A hair was found inside the shorts that was slated for DNA testing for his second trial.
“Why did you choke her, Rob?” Coyle asked Covarrubias .
They stood where Covarrubias said he killed Carter.
“I don’t know. I guess I didn’t want her to see me,” he responded, according to the transcript.
“I didn’t want her to see what I was doin’. I didn’t want her to . . . see with her eyes. I didn’t want her to . . . know.”
He raped her while she was still moving, he said.
She never struggled, he said.
“There was nothin’.”
What does he remember about strangling her?
“It’s . . . absolute quietness.”
Carter’s nude body was found two days later, in a hollow just off the trail about 600 feet east of the Port Angeles Red Lion Hotel.
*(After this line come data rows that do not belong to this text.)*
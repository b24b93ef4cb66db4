//! # Backend services
//!
//! Typed call-sites over [`ApiClient`](crate::client::ApiClient). Each service
//! owns its endpoint paths and payload types, funnels every call through the
//! client's verb methods, and wraps failures in a message naming the action
//! that failed. The underlying [`ApiError`](crate::error::ApiError) stays
//! reachable with `anyhow::Error::downcast_ref`.
//!
//! Long-running backend work (plan generation, recipe generation, image
//! analysis) carries its own timeout.

pub mod chef;
pub mod diet;
pub mod grocery;
pub mod ingredients;
pub mod pantry;
pub mod recipes;
pub mod subscription;

pub use chef::ChefService;
pub use diet::DietPlanningService;
pub use grocery::GroceryService;
pub use ingredients::IngredientDetectionService;
pub use pantry::PantryService;
pub use recipes::RecipeService;
pub use subscription::SubscriptionService;
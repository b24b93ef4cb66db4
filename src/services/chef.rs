//! Chef content endpoints

use anyhow::{Context, Result};

use crate::client::{
    types::{ApiEnvelope, Chef, ChefData, ChefsData, Recipe, RecipesData},
    ApiClient,
};

#[derive(Clone)]
pub struct ChefService {
    client: ApiClient,
}

impl ChefService {
    pub(crate) fn new(client: ApiClient) -> Self {
        Self { client }
    }

    /// Featured chefs. Public.
    pub async fn featured(&self) -> Result<Vec<Chef>> {
        let envelope: ApiEnvelope<ChefsData> = self
            .client
            .get("/chefs/featured", false)
            .await
            .context("Failed to load featured chefs")?;

        Ok(envelope
            .into_data()
            .context("Failed to load featured chefs")?
            .chefs)
    }

    pub async fn chef(&self, chef_id: &str) -> Result<Chef> {
        let endpoint = format!("/chefs/{}", urlencoding::encode(chef_id));
        let envelope: ApiEnvelope<ChefData> = self
            .client
            .get(&endpoint, true)
            .await
            .with_context(|| format!("Failed to load chef {}", chef_id))?;

        Ok(envelope
            .into_data()
            .with_context(|| format!("Failed to load chef {}", chef_id))?
            .chef)
    }

    pub async fn recipes(&self, chef_id: &str) -> Result<Vec<Recipe>> {
        let endpoint = format!("/chefs/{}/recipes", urlencoding::encode(chef_id));
        let envelope: ApiEnvelope<RecipesData> = self
            .client
            .get(&endpoint, true)
            .await
            .with_context(|| format!("Failed to load recipes for chef {}", chef_id))?;

        Ok(envelope
            .into_data()
            .with_context(|| format!("Failed to load recipes for chef {}", chef_id))?
            .recipes)
    }
}
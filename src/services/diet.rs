//! Diet planning endpoints

use anyhow::{Context, Result};
use std::time::Duration;

use crate::client::{
    types::{
        ActivePlanData, ApiEnvelope, DietPlan, Empty, GenerateDietPlanRequest, GeneratedPlanData,
        PlanListData,
    },
    ApiClient, ApiRequest,
};

/// Plan generation runs a model on the backend and routinely takes a minute
const GENERATE_TIMEOUT: Duration = Duration::from_secs(120);

#[derive(Clone)]
pub struct DietPlanningService {
    client: ApiClient,
}

impl DietPlanningService {
    pub(crate) fn new(client: ApiClient) -> Self {
        Self { client }
    }

    /// The plan the user is currently following, if any
    pub async fn active_plan(&self) -> Result<Option<DietPlan>> {
        let envelope: ApiEnvelope<ActivePlanData> = self
            .client
            .get("/diet-planning/active", true)
            .await
            .context("Failed to load active diet plan")?;

        Ok(envelope
            .into_data()
            .context("Failed to load active diet plan")?
            .plan)
    }

    pub async fn generate_plan(&self, request: &GenerateDietPlanRequest) -> Result<DietPlan> {
        tracing::info!(
            "Generating {}-day diet plan for goal: {}",
            request.duration_days,
            request.goal
        );

        let body = self.client.json_body(Some(request))?;
        let envelope: ApiEnvelope<GeneratedPlanData> = self
            .client
            .request(
                ApiRequest::post("/diet-planning/generate")
                    .body(body)
                    .timeout(GENERATE_TIMEOUT),
            )
            .await
            .context("Failed to generate diet plan")?;

        let plan = envelope
            .into_data()
            .context("Failed to generate diet plan")?
            .plan;
        tracing::info!("Generated diet plan {}", plan.plan_id);
        Ok(plan)
    }

    pub async fn list_plans(&self) -> Result<Vec<DietPlan>> {
        let envelope: ApiEnvelope<PlanListData> = self
            .client
            .get("/diet-planning/plans", true)
            .await
            .context("Failed to list diet plans")?;

        Ok(envelope
            .into_data()
            .context("Failed to list diet plans")?
            .plans)
    }

    pub async fn delete_plan(&self, plan_id: &str) -> Result<()> {
        let endpoint = format!("/diet-planning/plans/{}", urlencoding::encode(plan_id));
        let envelope: ApiEnvelope<Empty> = self
            .client
            .delete(&endpoint, true)
            .await
            .with_context(|| format!("Failed to delete diet plan {}", plan_id))?;

        envelope
            .into_data()
            .with_context(|| format!("Failed to delete diet plan {}", plan_id))?;
        Ok(())
    }
}
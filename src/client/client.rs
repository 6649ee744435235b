//! HTTP and websocket client for the broker.
//!
//! `QueueClient` lists topics, publishes, and runs subscriptions whose
//! callback may fail. With dead-lettering enabled a failed callback
//! republishes the original body to `<topic>.deadletter`. That republish is
//! best-effort: its failure is logged and the subscription carries on.

use std::error::Error as StdError;
use std::future::Future;

use futures_util::{SinkExt, StreamExt};
use reqwest::StatusCode;
use tokio::task::JoinHandle;
use tokio_tungstenite::connect_async;
use tokio_util::sync::CancellationToken;
use tracing::{debug, error, info, warn};
use tungstenite::protocol::Message as WsMessage;
use url::Url;

use crate::broker::{Delivery, dead_letter_topic};
use crate::transport::message::{PublishRequest, PublishResponse, TopicsResponse};
use crate::utils::error::ClientError;

/// Error type a subscription callback may return.
pub type CallbackError = Box<dyn StdError + Send + Sync>;

#[derive(Debug, Clone)]
pub struct QueueClient {
    base: Url,
    dead_letter: bool,
    http: reqwest::Client,
}

/// Running subscription started by [`QueueClient::subscribe`].
#[derive(Debug)]
pub struct SubscriptionHandle {
    cancel: CancellationToken,
    task: JoinHandle<()>,
}

impl SubscriptionHandle {
    /// Closes the connection and stops delivering to the callback.
    pub fn cancel(&self) {
        self.cancel.cancel();
    }

    /// True once the connection has closed and the reader task has returned.
    pub fn is_finished(&self) -> bool {
        self.task.is_finished()
    }

    /// Waits for the subscription task to end.
    pub async fn join(self) {
        if let Err(err) = self.task.await {
            error!(error = %err, "subscription task failed");
        }
    }
}

impl QueueClient {
    /// `addr` is `host:port`, without a scheme.
    pub fn new(addr: &str, dead_letter: bool) -> Result<Self, ClientError> {
        let base = Url::parse(&format!("http://{addr}/"))?;
        Ok(Self {
            base,
            dead_letter,
            http: reqwest::Client::new(),
        })
    }

    pub fn dead_letter_enabled(&self) -> bool {
        self.dead_letter
    }

    pub(crate) fn url(&self, segments: &[&str]) -> Url {
        let mut url = self.base.clone();
        if let Ok(mut path) = url.path_segments_mut() {
            path.clear().extend(segments);
        }
        url
    }

    pub async fn topics(&self) -> Result<Vec<String>, ClientError> {
        let resp = self.http.get(self.url(&["topics"])).send().await?;
        let body = expect_ok(resp).await.inspect_err(|err| {
            error!(error = %err, "could not get topics");
        })?;
        let response: TopicsResponse = serde_json::from_str(&body)?;
        Ok(response.topics)
    }

    pub async fn publish(&self, topic: &str, body: &str) -> Result<PublishResponse, ClientError> {
        let request = PublishRequest {
            body: body.to_string(),
        };
        let resp = self
            .http
            .post(self.url(&["topics", topic]))
            .json(&request)
            .send()
            .await?;
        let body = expect_ok(resp).await.inspect_err(|err| {
            error!(topic = %topic, error = %err, "could not publish message");
        })?;
        Ok(serde_json::from_str(&body)?)
    }

    /// Attaches to `topic` and feeds every delivered frame to `callback`.
    ///
    /// Returns once the websocket is connected. Deliveries are processed one
    /// at a time on a background task until the handle is cancelled or the
    /// server closes the stream.
    pub async fn subscribe<F, Fut>(
        &self,
        topic: &str,
        mut callback: F,
    ) -> Result<SubscriptionHandle, ClientError>
    where
        F: FnMut(Delivery) -> Fut + Send + 'static,
        Fut: Future<Output = Result<(), CallbackError>> + Send + 'static,
    {
        let mut url = self.url(&["topics", topic, "subscribe"]);
        // http -> ws is always a valid scheme change
        let _ = url.set_scheme("ws");

        let (ws_stream, _response) = connect_async(url.as_str()).await.inspect_err(|err| {
            error!(topic = %topic, error = %err, "could not subscribe");
        })?;
        info!(topic = %topic, "subscribed");

        let cancel = CancellationToken::new();
        let token = cancel.clone();
        let client = self.clone();
        let topic = topic.to_string();

        let task = tokio::spawn(async move {
            let (mut ws_sender, mut ws_receiver) = ws_stream.split();

            loop {
                let frame = tokio::select! {
                    biased;
                    _ = token.cancelled() => {
                        let _ = ws_sender.send(WsMessage::Close(None)).await;
                        break;
                    }
                    frame = ws_receiver.next() => frame,
                };

                let text = match frame {
                    Some(Ok(WsMessage::Text(text))) => text,
                    Some(Ok(WsMessage::Ping(bytes))) => {
                        let _ = ws_sender.send(WsMessage::Pong(bytes)).await;
                        continue;
                    }
                    Some(Ok(WsMessage::Close(_))) | None => {
                        debug!(topic = %topic, "server closed subscription");
                        break;
                    }
                    Some(Ok(_)) => continue,
                    Some(Err(err)) => {
                        error!(topic = %topic, error = %err, "could not read message");
                        break;
                    }
                };

                let delivery: Delivery = match serde_json::from_str(text.as_str()) {
                    Ok(delivery) => delivery,
                    Err(err) => {
                        warn!(topic = %topic, error = %err, "skipping undecodable frame");
                        continue;
                    }
                };

                let value = delivery.value.clone();
                if let Err(err) = callback(delivery).await {
                    error!(topic = %topic, error = %err, "could not process message");
                    if client.dead_letter {
                        client.relay_dead_letter(&topic, &value).await;
                    }
                }
            }
        });

        Ok(SubscriptionHandle { cancel, task })
    }

    async fn relay_dead_letter(&self, topic: &str, value: &str) {
        let target = dead_letter_topic(topic);
        match self.publish(&target, value).await {
            Ok(resp) => {
                debug!(topic = %target, message_id = %resp.message_id, "dead-lettered message")
            }
            Err(err) => {
                error!(
                    topic = %target,
                    error = %err,
                    "could not publish message to dead letter queue"
                )
            }
        }
    }
}

async fn expect_ok(resp: reqwest::Response) -> Result<String, ClientError> {
    let status = resp.status();
    let body = resp.text().await?;
    if status != StatusCode::OK {
        return Err(ClientError::Status {
            status: status.as_u16(),
            body,
        });
    }
    Ok(body)
}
Covarrubias was asked during the interview if he intended to murder her.
“I don’t know what I intended,” he said.
“I was obviously real high, but I’m not going to blame my high on what I did.”
Covarrubias said in his confession that he wanted to go to prison by Aug. 5, not explaining why.
“I want a deal of life without possibility of parole,” he said.
“That’s what I want. I want life. I should be able to get life, that’s the maximum penalty.
“And I got on the stand, I committed perjury, so you can add that on there.
“I wasted all these taxpayers’ monies on all these courts, and it’s probably being wasted right now as they’re doing more DNA tests that don’t need to be done.”
Kovatch had reminded Covarrubias that by confessing, he was pleading guilty.
The police officer asked him why he was doing it.
“I’m done with it,” Covarrubias responds. “I’m done with it.”